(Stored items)
==============================

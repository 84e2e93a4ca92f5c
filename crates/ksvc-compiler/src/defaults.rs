//! Platform default-filling
//!
//! The platform fills unset fields of a service when it is admitted. The
//! compiler applies the same defaults before returning so that what it hands
//! back is what the platform will store.

use ksvc_common::k8s::{Probe, TcpSocketAction};

use crate::descriptor::{KnativeService, TrafficTarget};

/// Name given to the serving container when none is set
pub const KNATIVE_USER_CONTAINER_NAME: &str = "user-container";

/// Revision timeout used when none is set, in seconds
pub const DEFAULT_REVISION_TIMEOUT_SECONDS: i64 = 300;

/// Fills platform defaults into a compiled service.
///
/// Implementations must be idempotent.
#[cfg_attr(test, mockall::automock)]
pub trait Defaulter: Send + Sync {
    /// Fill unset fields of `service` in place
    fn set_defaults(&self, service: &mut KnativeService);
}

/// Defaults applied by Knative Serving's admission webhook
#[derive(Clone, Copy, Debug, Default)]
pub struct KnativeDefaulter;

impl Defaulter for KnativeDefaulter {
    fn set_defaults(&self, service: &mut KnativeService) {
        let revision = &mut service.spec.template.spec;
        revision.container_concurrency.get_or_insert(0);
        revision
            .timeout_seconds
            .get_or_insert(DEFAULT_REVISION_TIMEOUT_SECONDS);

        let pod = &mut revision.pod_spec;
        pod.enable_service_links.get_or_insert(false);

        if let Some(container) = pod.containers.first_mut() {
            if container.name.is_empty() {
                container.name = KNATIVE_USER_CONTAINER_NAME.to_string();
            }

            let readiness = container.readiness_probe.get_or_insert_with(|| Probe {
                tcp_socket: Some(TcpSocketAction::default()),
                ..Default::default()
            });
            readiness.success_threshold.get_or_insert(1);
        }

        if service.spec.traffic.is_empty() {
            service.spec.traffic.push(TrafficTarget {
                latest_revision: Some(true),
                percent: Some(100),
                ..Default::default()
            });
        }
    }
}
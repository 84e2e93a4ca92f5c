//! Spec assembly
//!
//! Builds the service spec (revision template, container, init containers,
//! scheduling) from a deployment model, the derived metadata and the
//! autoscaling annotations. Nothing here reads from or writes to the model
//! beyond borrowing it; every collection in the output is freshly built.

use std::collections::BTreeMap;

use ksvc_common::k8s::{
    Container, ContainerPort, HttpGetAction, LabelSelector, Probe, ResourceQuantity,
    ResourceRequirements, TopologySpreadConstraint,
};
use ksvc_common::POD_SPREAD_LABEL_KEY;
use tracing::trace;

use crate::descriptor::{PodSpec, RevisionMeta, RevisionSpec, RevisionTemplateSpec, ServiceSpec};
use crate::metadata::CompiledMetadata;
use crate::model::{DeploymentModel, InitContainerSpec, ProbeSettings};

/// Maximum time a revision may take to respond to a request, in seconds
pub const DEFAULT_REQUEST_TIMEOUT_SECONDS: i64 = 30;

/// Port name Knative requires for HTTP/2 cleartext (gRPC) traffic
pub const H2C_PORT_NAME: &str = "h2c";

/// Assemble the service spec.
///
/// `annotations` become the revision template's annotations as-is.
pub fn build(
    model: &DeploymentModel,
    metadata: &CompiledMetadata,
    annotations: BTreeMap<String, String>,
) -> ServiceSpec {
    let pod_spec = PodSpec {
        containers: vec![build_container(model)],
        init_containers: model.init_containers.iter().map(build_init_container).collect(),
        volumes: model.volumes.clone(),
        topology_spread_constraints: spread_constraints(
            &model.topology_spread_constraints,
            &metadata.revision_name,
        ),
        enable_service_links: None,
    };

    ServiceSpec {
        template: RevisionTemplateSpec {
            metadata: RevisionMeta {
                name: metadata.revision_name.clone(),
                labels: metadata.revision_labels.clone(),
                annotations,
            },
            spec: RevisionSpec {
                pod_spec,
                container_concurrency: None,
                timeout_seconds: Some(DEFAULT_REQUEST_TIMEOUT_SECONDS),
            },
        },
        traffic: Vec::new(),
    }
}

/// Build the serving container
pub fn build_container(model: &DeploymentModel) -> Container {
    let port_name = model
        .protocol
        .is_streaming()
        .then(|| H2C_PORT_NAME.to_string());

    Container {
        name: String::new(),
        image: model.image.clone(),
        args: Vec::new(),
        env: model.envs.clone(),
        ports: vec![ContainerPort {
            name: port_name,
            container_port: model.container_port,
        }],
        resources: Some(build_resources(model)),
        liveness_probe: http_probe(&model.liveness_http_get_path, model.probe_port, &model.probe),
        readiness_probe: http_probe(
            &model.readiness_http_get_path,
            model.probe_port,
            &model.probe,
        ),
        volume_mounts: model.volume_mounts.clone(),
    }
}

fn build_resources(model: &DeploymentModel) -> ResourceRequirements {
    let requests = ResourceQuantity {
        cpu: Some(model.cpu_requests.to_string()),
        memory: Some(model.memory_requests.to_string()),
    };
    let limits = ResourceQuantity {
        cpu: model.cpu_limit.as_ref().map(ToString::to_string),
        memory: model.memory_limit.as_ref().map(ToString::to_string),
    };

    ResourceRequirements {
        requests: Some(requests),
        limits: (!limits.is_empty()).then_some(limits),
    }
}

/// An HTTP GET probe against `port`, or `None` when `path` is empty
fn http_probe(path: &str, port: u16, settings: &ProbeSettings) -> Option<Probe> {
    if path.is_empty() {
        return None;
    }
    Some(Probe {
        http_get: Some(HttpGetAction {
            path: path.to_string(),
            port,
        }),
        tcp_socket: None,
        initial_delay_seconds: settings.initial_delay_seconds,
        period_seconds: settings.period_seconds,
        timeout_seconds: settings.timeout_seconds,
        failure_threshold: settings.failure_threshold,
        success_threshold: None,
    })
}

fn build_init_container(spec: &InitContainerSpec) -> Container {
    let requests = ResourceQuantity {
        cpu: spec.cpu_requests.as_ref().map(ToString::to_string),
        memory: spec.memory_requests.as_ref().map(ToString::to_string),
    };

    Container {
        name: spec.name.clone(),
        image: spec.image.clone(),
        args: spec.args.clone(),
        env: spec.envs.clone(),
        resources: (!requests.is_empty()).then(|| ResourceRequirements {
            requests: Some(requests),
            limits: None,
        }),
        ..Default::default()
    }
}

/// Copy the constraints, scoping each selector to the revision's pods.
///
/// A constraint without a selector gets one matching only `app: <revision>`;
/// an existing selector keeps its other match labels and expressions.
pub fn spread_constraints(
    constraints: &[TopologySpreadConstraint],
    revision_name: &str,
) -> Vec<TopologySpreadConstraint> {
    constraints
        .iter()
        .map(|constraint| {
            let mut patched = constraint.clone();
            let selector = patched.label_selector.get_or_insert_with(LabelSelector::default);
            selector
                .match_labels
                .insert(POD_SPREAD_LABEL_KEY.to_string(), revision_name.to_string());
            trace!(
                topology_key = %patched.topology_key,
                revision = revision_name,
                "scoped topology spread constraint to revision"
            );
            patched
        })
        .collect()
}
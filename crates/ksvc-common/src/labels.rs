//! Copy-on-write label sets
//!
//! Labels flow from a deployment model into several places of a compiled
//! descriptor (service metadata, revision template metadata). A [`LabelSet`]
//! is cheap to clone and copies its storage the first time a clone is
//! written to, so a label added to one derived set can never show up in
//! another.

use std::collections::BTreeMap;
use std::sync::Arc;

use serde::{Deserialize, Deserializer, Serialize, Serializer};

/// An ordered, copy-on-write map of Kubernetes labels.
#[derive(Clone, Debug, Default, PartialEq, Eq)]
pub struct LabelSet {
    inner: Arc<BTreeMap<String, String>>,
}

impl LabelSet {
    /// Create an empty label set
    pub fn new() -> Self {
        Self::default()
    }

    /// Insert a label, copying the underlying map if it is shared
    pub fn insert(&mut self, key: impl Into<String>, value: impl Into<String>) {
        Arc::make_mut(&mut self.inner).insert(key.into(), value.into());
    }

    /// Builder-style [`insert`](Self::insert)
    pub fn with(mut self, key: impl Into<String>, value: impl Into<String>) -> Self {
        self.insert(key, value);
        self
    }

    /// Remove a label, copying the underlying map if it is shared
    pub fn remove(&mut self, key: &str) -> Option<String> {
        if !self.inner.contains_key(key) {
            return None;
        }
        Arc::make_mut(&mut self.inner).remove(key)
    }

    /// Look up a label value
    pub fn get(&self, key: &str) -> Option<&str> {
        self.inner.get(key).map(String::as_str)
    }

    /// Whether the label is present
    pub fn contains_key(&self, key: &str) -> bool {
        self.inner.contains_key(key)
    }

    /// Number of labels
    pub fn len(&self) -> usize {
        self.inner.len()
    }

    /// Whether the set has no labels
    pub fn is_empty(&self) -> bool {
        self.inner.is_empty()
    }

    /// Iterate over labels in key order
    pub fn iter(&self) -> impl Iterator<Item = (&str, &str)> {
        self.inner.iter().map(|(k, v)| (k.as_str(), v.as_str()))
    }

    /// Whether two sets currently share storage
    pub fn shares_storage_with(&self, other: &LabelSet) -> bool {
        Arc::ptr_eq(&self.inner, &other.inner)
    }
}

impl From<BTreeMap<String, String>> for LabelSet {
    fn from(map: BTreeMap<String, String>) -> Self {
        Self {
            inner: Arc::new(map),
        }
    }
}

impl<K: Into<String>, V: Into<String>> FromIterator<(K, V)> for LabelSet {
    fn from_iter<I: IntoIterator<Item = (K, V)>>(iter: I) -> Self {
        iter.into_iter()
            .map(|(k, v)| (k.into(), v.into()))
            .collect::<BTreeMap<_, _>>()
            .into()
    }
}

impl Serialize for LabelSet {
    fn serialize<S: Serializer>(&self, serializer: S) -> Result<S::Ok, S::Error> {
        self.inner.serialize(serializer)
    }
}

impl<'de> Deserialize<'de> for LabelSet {
    fn deserialize<D: Deserializer<'de>>(deserializer: D) -> Result<Self, D::Error> {
        BTreeMap::<String, String>::deserialize(deserializer).map(Self::from)
    }
}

==============================

Look through the entries and copy every line in which the string "BTreeMap" appears.

use std::collections::BTreeMap;
    annotations: BTreeMap<String, String>,
use std::collections::BTreeMap;
    inner: Arc<BTreeMap<String, String>>,
impl From<BTreeMap<String, String>> for LabelSet {
    fn from(map: BTreeMap<String, String>) -> Self {
            .collect::<BTreeMap<_, _>>()
        BTreeMap::<String, String>::deserialize(deserializer).map(Self::from)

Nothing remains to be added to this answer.